[Recorded data Boundary: Start]
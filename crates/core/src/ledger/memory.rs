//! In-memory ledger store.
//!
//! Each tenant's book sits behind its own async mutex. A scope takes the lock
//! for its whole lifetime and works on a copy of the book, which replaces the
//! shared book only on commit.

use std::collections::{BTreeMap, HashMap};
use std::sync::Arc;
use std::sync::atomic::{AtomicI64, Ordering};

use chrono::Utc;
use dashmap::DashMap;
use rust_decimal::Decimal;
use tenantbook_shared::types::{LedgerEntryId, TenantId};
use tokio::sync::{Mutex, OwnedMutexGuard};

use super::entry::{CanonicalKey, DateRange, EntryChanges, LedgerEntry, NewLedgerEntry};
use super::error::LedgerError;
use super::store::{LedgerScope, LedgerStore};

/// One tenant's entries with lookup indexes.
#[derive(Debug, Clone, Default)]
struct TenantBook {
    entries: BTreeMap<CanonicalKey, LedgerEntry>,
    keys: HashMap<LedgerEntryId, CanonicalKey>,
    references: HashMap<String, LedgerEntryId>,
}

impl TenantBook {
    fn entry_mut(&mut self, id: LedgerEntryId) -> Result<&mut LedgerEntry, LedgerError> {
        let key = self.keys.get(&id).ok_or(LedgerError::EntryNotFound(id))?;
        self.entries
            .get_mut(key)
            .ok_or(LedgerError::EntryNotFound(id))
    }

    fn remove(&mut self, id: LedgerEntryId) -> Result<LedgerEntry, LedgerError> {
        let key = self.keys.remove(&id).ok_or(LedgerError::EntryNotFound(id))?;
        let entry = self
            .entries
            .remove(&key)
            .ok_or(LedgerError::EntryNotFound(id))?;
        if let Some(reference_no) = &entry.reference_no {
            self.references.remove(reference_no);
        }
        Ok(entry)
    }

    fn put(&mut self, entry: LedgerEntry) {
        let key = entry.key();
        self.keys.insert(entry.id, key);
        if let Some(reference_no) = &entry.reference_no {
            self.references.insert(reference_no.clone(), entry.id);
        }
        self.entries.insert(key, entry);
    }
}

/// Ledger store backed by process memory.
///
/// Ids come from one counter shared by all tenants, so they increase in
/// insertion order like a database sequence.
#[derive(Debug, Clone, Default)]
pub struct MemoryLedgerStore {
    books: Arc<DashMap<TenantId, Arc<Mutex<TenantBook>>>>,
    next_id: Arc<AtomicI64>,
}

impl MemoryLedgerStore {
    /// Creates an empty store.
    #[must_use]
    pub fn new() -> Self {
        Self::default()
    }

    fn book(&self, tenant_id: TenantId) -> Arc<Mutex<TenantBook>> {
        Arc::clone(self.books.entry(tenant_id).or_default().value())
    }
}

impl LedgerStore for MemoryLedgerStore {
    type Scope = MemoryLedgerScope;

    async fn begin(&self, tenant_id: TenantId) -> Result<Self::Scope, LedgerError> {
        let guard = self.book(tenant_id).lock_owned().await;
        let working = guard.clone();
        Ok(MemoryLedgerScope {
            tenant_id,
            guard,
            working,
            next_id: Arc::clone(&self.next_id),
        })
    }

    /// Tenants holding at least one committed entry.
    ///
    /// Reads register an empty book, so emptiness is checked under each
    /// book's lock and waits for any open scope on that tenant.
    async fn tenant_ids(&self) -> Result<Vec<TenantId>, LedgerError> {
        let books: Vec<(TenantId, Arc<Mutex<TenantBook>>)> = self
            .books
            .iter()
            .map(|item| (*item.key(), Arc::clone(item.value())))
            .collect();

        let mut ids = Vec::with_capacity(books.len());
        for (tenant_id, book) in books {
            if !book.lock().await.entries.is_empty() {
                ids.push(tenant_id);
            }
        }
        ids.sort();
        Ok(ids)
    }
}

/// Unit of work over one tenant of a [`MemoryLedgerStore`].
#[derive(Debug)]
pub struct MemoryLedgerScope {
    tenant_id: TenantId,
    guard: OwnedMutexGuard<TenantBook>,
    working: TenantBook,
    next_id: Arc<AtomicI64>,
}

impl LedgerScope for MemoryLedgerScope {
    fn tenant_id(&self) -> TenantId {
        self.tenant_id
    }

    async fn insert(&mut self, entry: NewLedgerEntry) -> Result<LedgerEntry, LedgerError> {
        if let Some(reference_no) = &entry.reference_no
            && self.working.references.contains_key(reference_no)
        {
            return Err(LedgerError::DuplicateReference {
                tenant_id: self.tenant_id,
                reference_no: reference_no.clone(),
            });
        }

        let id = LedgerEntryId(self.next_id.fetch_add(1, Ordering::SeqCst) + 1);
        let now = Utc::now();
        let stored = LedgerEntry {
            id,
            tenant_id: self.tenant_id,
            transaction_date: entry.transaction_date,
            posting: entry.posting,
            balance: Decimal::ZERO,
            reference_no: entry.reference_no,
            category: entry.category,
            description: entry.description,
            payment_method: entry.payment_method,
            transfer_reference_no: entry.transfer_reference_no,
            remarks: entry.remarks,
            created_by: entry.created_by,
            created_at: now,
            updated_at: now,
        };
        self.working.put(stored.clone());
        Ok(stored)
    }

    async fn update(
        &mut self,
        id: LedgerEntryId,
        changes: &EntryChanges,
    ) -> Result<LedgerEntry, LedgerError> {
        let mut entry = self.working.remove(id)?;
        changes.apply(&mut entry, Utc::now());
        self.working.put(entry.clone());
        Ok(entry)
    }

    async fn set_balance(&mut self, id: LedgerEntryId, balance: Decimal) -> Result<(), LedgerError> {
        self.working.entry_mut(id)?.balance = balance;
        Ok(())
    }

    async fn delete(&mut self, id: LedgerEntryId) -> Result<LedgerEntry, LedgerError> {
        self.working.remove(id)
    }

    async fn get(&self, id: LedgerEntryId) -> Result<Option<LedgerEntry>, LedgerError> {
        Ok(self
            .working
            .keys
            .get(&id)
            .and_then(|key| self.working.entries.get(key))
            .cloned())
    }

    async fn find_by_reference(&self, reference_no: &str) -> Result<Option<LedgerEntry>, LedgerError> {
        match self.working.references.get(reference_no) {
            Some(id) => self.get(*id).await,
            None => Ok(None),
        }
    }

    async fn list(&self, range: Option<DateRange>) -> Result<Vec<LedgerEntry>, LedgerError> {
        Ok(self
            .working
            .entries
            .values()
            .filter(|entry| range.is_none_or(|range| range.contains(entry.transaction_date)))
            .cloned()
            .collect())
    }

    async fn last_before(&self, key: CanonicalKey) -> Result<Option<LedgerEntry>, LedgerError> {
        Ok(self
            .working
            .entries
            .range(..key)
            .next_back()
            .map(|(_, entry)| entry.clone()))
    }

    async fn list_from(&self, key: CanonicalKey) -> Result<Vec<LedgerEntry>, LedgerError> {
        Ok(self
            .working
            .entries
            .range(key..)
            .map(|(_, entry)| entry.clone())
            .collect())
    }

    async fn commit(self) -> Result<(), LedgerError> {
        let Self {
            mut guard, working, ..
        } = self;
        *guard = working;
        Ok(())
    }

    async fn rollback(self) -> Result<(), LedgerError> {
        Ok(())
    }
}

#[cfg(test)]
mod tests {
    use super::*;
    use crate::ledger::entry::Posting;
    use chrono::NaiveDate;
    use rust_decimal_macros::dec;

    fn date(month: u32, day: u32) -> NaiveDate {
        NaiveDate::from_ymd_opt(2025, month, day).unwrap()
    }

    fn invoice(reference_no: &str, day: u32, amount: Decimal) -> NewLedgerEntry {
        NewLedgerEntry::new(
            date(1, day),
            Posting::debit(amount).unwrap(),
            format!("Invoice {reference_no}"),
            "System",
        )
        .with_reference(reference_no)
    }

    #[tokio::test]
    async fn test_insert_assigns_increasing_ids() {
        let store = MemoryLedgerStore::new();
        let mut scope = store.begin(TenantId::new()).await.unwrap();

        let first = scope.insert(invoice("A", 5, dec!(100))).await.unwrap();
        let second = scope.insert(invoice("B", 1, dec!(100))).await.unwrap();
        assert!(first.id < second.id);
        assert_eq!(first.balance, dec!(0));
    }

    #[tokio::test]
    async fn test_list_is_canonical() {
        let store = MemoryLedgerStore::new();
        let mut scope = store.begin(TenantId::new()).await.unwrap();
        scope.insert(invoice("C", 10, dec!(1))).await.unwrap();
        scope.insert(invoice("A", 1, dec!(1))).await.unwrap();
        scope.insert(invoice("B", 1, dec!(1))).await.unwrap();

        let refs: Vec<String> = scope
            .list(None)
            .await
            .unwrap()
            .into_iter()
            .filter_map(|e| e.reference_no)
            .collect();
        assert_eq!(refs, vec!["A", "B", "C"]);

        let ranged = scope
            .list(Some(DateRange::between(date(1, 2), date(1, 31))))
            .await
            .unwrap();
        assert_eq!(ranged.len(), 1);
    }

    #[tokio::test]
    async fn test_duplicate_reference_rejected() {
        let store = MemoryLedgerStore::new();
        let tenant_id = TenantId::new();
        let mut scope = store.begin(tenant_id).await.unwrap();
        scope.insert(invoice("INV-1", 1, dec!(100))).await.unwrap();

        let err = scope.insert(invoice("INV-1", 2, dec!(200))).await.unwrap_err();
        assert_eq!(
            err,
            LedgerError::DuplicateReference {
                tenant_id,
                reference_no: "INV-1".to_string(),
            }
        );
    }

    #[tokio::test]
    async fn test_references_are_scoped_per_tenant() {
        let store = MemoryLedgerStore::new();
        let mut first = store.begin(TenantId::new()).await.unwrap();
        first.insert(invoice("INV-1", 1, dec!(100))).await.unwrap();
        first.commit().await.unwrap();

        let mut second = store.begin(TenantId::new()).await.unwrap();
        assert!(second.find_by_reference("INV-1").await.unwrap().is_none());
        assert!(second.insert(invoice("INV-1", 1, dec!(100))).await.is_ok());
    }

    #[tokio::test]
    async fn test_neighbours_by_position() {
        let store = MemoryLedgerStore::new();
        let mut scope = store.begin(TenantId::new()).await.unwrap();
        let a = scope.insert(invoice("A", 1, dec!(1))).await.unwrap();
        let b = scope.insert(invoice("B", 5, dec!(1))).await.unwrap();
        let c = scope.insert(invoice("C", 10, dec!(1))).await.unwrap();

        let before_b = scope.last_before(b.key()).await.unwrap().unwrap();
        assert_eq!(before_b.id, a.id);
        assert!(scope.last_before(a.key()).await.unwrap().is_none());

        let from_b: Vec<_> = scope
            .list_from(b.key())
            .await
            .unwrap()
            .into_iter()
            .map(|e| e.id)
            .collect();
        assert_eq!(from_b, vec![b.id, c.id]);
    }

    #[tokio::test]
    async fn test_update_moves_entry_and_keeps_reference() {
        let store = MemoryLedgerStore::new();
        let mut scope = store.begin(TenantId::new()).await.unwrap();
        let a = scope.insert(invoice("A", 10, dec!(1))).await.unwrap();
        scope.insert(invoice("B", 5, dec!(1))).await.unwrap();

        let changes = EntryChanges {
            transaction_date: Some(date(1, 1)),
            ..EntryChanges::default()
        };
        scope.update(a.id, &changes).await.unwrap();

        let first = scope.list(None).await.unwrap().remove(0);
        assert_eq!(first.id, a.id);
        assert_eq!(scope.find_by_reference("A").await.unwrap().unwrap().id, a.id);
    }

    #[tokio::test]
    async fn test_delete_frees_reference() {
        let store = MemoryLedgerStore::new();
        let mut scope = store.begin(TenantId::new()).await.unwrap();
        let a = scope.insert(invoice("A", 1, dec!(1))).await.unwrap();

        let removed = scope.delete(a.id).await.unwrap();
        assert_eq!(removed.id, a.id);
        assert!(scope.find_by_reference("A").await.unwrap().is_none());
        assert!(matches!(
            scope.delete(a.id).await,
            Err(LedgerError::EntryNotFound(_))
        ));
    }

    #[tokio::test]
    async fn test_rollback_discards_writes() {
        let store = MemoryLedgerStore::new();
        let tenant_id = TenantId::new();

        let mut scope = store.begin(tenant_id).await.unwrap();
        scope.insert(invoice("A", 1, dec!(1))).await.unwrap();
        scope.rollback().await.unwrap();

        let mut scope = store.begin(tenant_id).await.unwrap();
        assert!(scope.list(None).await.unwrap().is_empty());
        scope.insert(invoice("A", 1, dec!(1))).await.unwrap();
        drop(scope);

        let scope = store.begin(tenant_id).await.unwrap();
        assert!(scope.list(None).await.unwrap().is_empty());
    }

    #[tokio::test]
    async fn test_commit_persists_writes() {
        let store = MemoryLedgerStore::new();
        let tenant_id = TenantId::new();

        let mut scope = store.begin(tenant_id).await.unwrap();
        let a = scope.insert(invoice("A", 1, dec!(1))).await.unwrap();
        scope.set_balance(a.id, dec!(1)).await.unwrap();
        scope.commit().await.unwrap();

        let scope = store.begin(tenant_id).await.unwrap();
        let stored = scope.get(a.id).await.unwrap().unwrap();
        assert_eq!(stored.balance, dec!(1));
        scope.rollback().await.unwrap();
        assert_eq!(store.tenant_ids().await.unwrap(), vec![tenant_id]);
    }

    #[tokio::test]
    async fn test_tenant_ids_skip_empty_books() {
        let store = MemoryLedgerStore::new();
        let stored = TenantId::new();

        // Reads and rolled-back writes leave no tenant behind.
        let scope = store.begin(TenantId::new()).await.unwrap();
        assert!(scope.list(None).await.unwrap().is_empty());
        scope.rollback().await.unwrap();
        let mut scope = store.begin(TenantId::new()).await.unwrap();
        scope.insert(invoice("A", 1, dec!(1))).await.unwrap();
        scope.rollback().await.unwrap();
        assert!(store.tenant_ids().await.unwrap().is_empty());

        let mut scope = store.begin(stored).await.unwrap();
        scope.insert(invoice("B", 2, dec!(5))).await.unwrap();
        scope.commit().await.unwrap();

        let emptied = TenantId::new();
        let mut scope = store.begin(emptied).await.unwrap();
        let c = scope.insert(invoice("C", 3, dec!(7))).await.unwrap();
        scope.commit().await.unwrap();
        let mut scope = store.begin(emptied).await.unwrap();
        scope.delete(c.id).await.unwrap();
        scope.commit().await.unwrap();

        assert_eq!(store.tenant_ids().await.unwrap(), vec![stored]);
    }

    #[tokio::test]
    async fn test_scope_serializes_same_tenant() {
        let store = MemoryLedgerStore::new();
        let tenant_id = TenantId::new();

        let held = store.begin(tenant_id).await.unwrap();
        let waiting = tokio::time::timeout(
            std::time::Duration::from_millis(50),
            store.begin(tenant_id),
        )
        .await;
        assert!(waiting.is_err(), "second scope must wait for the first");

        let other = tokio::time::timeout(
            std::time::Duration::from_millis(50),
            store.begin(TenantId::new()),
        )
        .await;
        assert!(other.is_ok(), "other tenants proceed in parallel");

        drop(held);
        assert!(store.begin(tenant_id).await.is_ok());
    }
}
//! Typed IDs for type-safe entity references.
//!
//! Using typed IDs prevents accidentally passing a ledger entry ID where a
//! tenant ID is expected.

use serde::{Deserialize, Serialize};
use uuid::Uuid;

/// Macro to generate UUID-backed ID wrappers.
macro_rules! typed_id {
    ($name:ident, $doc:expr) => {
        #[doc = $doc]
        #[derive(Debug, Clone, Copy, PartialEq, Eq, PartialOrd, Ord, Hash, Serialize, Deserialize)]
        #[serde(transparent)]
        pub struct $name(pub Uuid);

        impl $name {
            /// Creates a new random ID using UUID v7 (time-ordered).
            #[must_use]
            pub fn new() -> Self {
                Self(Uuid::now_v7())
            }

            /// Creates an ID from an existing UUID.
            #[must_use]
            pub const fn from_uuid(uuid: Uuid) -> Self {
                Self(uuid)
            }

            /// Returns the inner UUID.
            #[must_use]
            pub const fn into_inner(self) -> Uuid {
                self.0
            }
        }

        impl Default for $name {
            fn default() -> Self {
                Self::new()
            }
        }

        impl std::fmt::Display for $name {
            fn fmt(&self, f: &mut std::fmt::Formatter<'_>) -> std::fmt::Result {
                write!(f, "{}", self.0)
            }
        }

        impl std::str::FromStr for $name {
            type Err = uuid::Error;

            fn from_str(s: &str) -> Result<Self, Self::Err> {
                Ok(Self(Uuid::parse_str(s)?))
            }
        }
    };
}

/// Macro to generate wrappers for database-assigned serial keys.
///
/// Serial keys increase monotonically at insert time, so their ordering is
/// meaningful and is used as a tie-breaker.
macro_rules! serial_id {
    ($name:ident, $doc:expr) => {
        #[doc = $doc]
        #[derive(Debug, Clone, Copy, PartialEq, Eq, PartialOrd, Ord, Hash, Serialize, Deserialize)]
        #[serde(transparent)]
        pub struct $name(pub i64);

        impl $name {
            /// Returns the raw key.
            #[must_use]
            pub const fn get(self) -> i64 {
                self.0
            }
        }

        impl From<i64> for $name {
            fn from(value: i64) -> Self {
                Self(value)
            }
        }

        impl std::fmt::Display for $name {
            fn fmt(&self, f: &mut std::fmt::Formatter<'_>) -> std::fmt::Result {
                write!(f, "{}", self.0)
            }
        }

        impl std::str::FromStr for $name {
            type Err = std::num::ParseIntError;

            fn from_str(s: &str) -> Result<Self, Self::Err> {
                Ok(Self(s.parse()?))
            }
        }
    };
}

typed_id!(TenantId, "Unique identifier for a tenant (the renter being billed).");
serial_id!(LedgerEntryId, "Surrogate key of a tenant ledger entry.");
[Recorded data Boundary: End]
Problem details: Say how many of the lines above include the string "Option", and give no other words.

Your solution: 4